According to published reports, he was searching for a $50 million flat on Fifth Avenue before his firm’s failed initial public offering. Now, a number of co-op boards have said no to him. And he’s apparently acting weird.
According to the New York Post’s Page Six, no fewer than a trio of co-op boards — 950 and 960 Fifth Ave. are said to be two of them – have said he was not welcome.
“Neumann has hired multiple brokers in the past and most recently unleashed WeWork’s former head of commercial real estate Mark Lapidus on the search. The insider said, “Neumann wanted the gilded life on Fifth Avenue … But the brokers put in discreet calls to members of the co-op boards, and they all said no.” According to the source, Lapidus even said to one agent, “Adam Neumann is going to be the first trillionaire of all time — any building would want him,” the Post reported.
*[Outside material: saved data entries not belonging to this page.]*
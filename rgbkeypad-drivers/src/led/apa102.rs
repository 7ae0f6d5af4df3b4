//! APA102 LED chain driver
//!
//! # Wire format
//!
//! ```text
//! start frame   4 × 0x00
//! per LED       0b111b_bbbb  blue  green  red    (5-bit global brightness)
//! end frame     4 × 0xFF
//! ```
//!
//! The chain is clocked in key order, so LED N sits under key N. The
//! chip-select line frames the transfer; the keypad board routes it to the
//! LED level shifter.

use embedded_hal::digital::OutputPin;
use embedded_hal::spi::SpiBus;

use rgbkeypad_core::{LedFrame, KEY_COUNT};

/// Bytes of zeros before the first LED
pub const START_FRAME_LEN: usize = 4;

/// Bytes of ones after the last LED (at least one clock per two LEDs)
pub const END_FRAME_LEN: usize = 4;

/// Bytes per LED
pub const LED_FRAME_LEN: usize = 4;

/// Total bytes in one transfer
pub const FRAME_LEN: usize = START_FRAME_LEN + KEY_COUNT * LED_FRAME_LEN + END_FRAME_LEN;

/// Top three bits of every LED frame
const LED_FRAME_MARKER: u8 = 0b1110_0000;

/// Maximum 5-bit global brightness
const MAX_GLOBAL_BRIGHTNESS: u8 = 31;

/// Errors from an APA102 transfer
#[derive(Debug, Clone, Copy, PartialEq, Eq)]
#[cfg_attr(feature = "defmt", derive(defmt::Format))]
pub enum Apa102Error<S, P> {
    /// SPI write failed
    Spi(S),
    /// Chip-select pin could not be driven
    ChipSelect(P),
}

/// Map 0-100% to the 5-bit APA102 global brightness
pub fn global_brightness(pct: u8) -> u8 {
    let pct = u16::from(pct.min(100));
    (pct * u16::from(MAX_GLOBAL_BRIGHTNESS) / 100) as u8
}

/// Encode a frame into its SPI byte stream
pub fn encode_frame(frame: &LedFrame, buf: &mut [u8; FRAME_LEN]) {
    let brightness = LED_FRAME_MARKER | global_brightness(frame.brightness_pct);

    buf[..START_FRAME_LEN].fill(0x00);

    let leds = &mut buf[START_FRAME_LEN..START_FRAME_LEN + KEY_COUNT * LED_FRAME_LEN];
    for (chunk, color) in leds.chunks_exact_mut(LED_FRAME_LEN).zip(frame.colors.iter()) {
        chunk[0] = brightness;
        chunk[1] = color.b;
        chunk[2] = color.g;
        chunk[3] = color.r;
    }

    buf[FRAME_LEN - END_FRAME_LEN..].fill(0xFF);
}

/// APA102 chain on an SPI bus with a chip-select line
pub struct Apa102<SPI, CS> {
    spi: SPI,
    cs: CS,
    buf: [u8; FRAME_LEN],
}

impl<SPI: SpiBus, CS: OutputPin> Apa102<SPI, CS> {
    /// Create a driver
    pub fn new(spi: SPI, cs: CS) -> Self {
        Self {
            spi,
            cs,
            buf: [0; FRAME_LEN],
        }
    }

    /// Transmit a frame
    ///
    /// Chip select is released even if the SPI write fails. An SPI error
    /// takes precedence over a failure to release chip select.
    pub fn write(&mut self, frame: &LedFrame) -> Result<(), Apa102Error<SPI::Error, CS::Error>> {
        encode_frame(frame, &mut self.buf);

        self.cs.set_low().map_err(Apa102Error::ChipSelect)?;
        let written = self
            .spi
            .write(&self.buf)
            .and_then(|()| self.spi.flush())
            .map_err(Apa102Error::Spi);
        let released = self.cs.set_high().map_err(Apa102Error::ChipSelect);

        written.and(released)
    }

    /// Consume the driver and return the bus and pin
    pub fn release(self) -> (SPI, CS) {
        (self.spi, self.cs)
    }
}


#[cfg(test)]
mod tests {
    use super::mock::{MockPin, MockSpi};
    use super::*;
    use rgbkeypad_core::{Key, Rgb};

    #[test]
    fn test_global_brightness() {
        assert_eq!(global_brightness(0), 0);
        assert_eq!(global_brightness(50), 15);
        assert_eq!(global_brightness(100), 31);
        assert_eq!(global_brightness(255), 31);
    }

    #[test]
    fn test_encode_frame_layout() {
        let mut frame = LedFrame::blank(100);
        frame.colors[Key::new(0).unwrap().index()] = Rgb::new(1, 2, 3);
        frame.colors[15] = Rgb::new(255, 0, 128);

        let mut buf = [0u8; FRAME_LEN];
        encode_frame(&frame, &mut buf);

        assert_eq!(&buf[..4], &[0, 0, 0, 0]);
        assert_eq!(&buf[4..8], &[0xFF, 3, 2, 1]);
        assert_eq!(&buf[8..12], &[0xFF, 0, 0, 0]);
        assert_eq!(&buf[64..68], &[0xFF, 128, 0, 255]);
        assert_eq!(&buf[68..], &[0xFF; 4]);
    }

    #[test]
    fn test_blank_frame_keeps_brightness_marker() {
        let mut buf = [0u8; FRAME_LEN];
        encode_frame(&LedFrame::blank(0), &mut buf);
        for chunk in buf[4..68].chunks_exact(4) {
            assert_eq!(chunk, &[LED_FRAME_MARKER, 0, 0, 0]);
        }
    }

    #[test]
    fn test_write_frames_chip_select() {
        let mut leds = Apa102::new(MockSpi::default(), MockPin::default());
        leds.write(&LedFrame::blank(50)).unwrap();

        let (spi, cs) = leds.release();
        assert_eq!(spi.writes, 1);
        assert_eq!(spi.len, FRAME_LEN);
        assert_eq!(cs.lows, 1);
        assert!(cs.high);
    }

    #[test]
    fn test_spi_error_releases_chip_select() {
        let spi = MockSpi {
            fail: true,
            ..Default::default()
        };
        let mut leds = Apa102::new(spi, MockPin::default());
        assert_eq!(
            leds.write(&LedFrame::blank(50)),
            Err(Apa102Error::Spi(embedded_hal::spi::ErrorKind::Overrun))
        );

        let (_, cs) = leds.release();
        assert!(cs.high);
    }

    #[test]
    fn test_spi_error_wins_over_chip_select_error() {
        let spi = MockSpi {
            fail: true,
            ..Default::default()
        };
        let cs = MockPin {
            fail_high: true,
            ..Default::default()
        };
        let mut leds = Apa102::new(spi, cs);
        assert_eq!(
            leds.write(&LedFrame::blank(50)),
            Err(Apa102Error::Spi(embedded_hal::spi::ErrorKind::Overrun))
        );
    }

    #[test]
    fn test_chip_select_release_error_reported() {
        let cs = MockPin {
            fail_high: true,
            ..Default::default()
        };
        let mut leds = Apa102::new(MockSpi::default(), cs);
        assert_eq!(
            leds.write(&LedFrame::blank(50)),
            Err(Apa102Error::ChipSelect(embedded_hal::digital::ErrorKind::Other))
        );

        let (spi, _) = leds.release();
        assert_eq!(spi.writes, 1);
    }
}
Neumann is said to be working with JPMorgan, UBS, and Credit Suisse “to consider new terms for a $500 million loan that he took out before WeWork filed to go public, and from which Neumann has already drawn down $380 million,” said techcrunch.com. “Since he can no longer pay the loan with proceeds from selling WeWork shares publicly (it yanked its S-1 filing earlier this week), he may have to put up some of his properties or other assets as collateral for the loan, according to one of BI’s sources. “No terms have been set,” a spokeswoman for Neumann tells the outlet. Per earlier reports, Neumann has plenty to offload if it comes to it, having acquired numerous residential and commercial properties over the years.”
Neumann’s investments include “a $10.5 million Greenwich Village townhouse; a farm in Westchester, New York; a home in the Hamptons where he reportedly weathered the storm with his family ahead of resigning as CEO last week; and a $21 million, 13,000-square-foot house in the Bay Area with a guitar-shaped room,” techcrunch.com added.
According to the Wall Street Journal, Neumann has also purchased commercial properties through investor groups that he had leased back, in some cases, to WeWork.
Questions will linger. The story of WeWork is, according to vice.com, “a cautionary tale of epic proportions. It’s a fiasco of corporate failures, a CEO doing whatever he wanted despite obvious conflicts of interest, and cashing out before his co-working empire came crashing down.”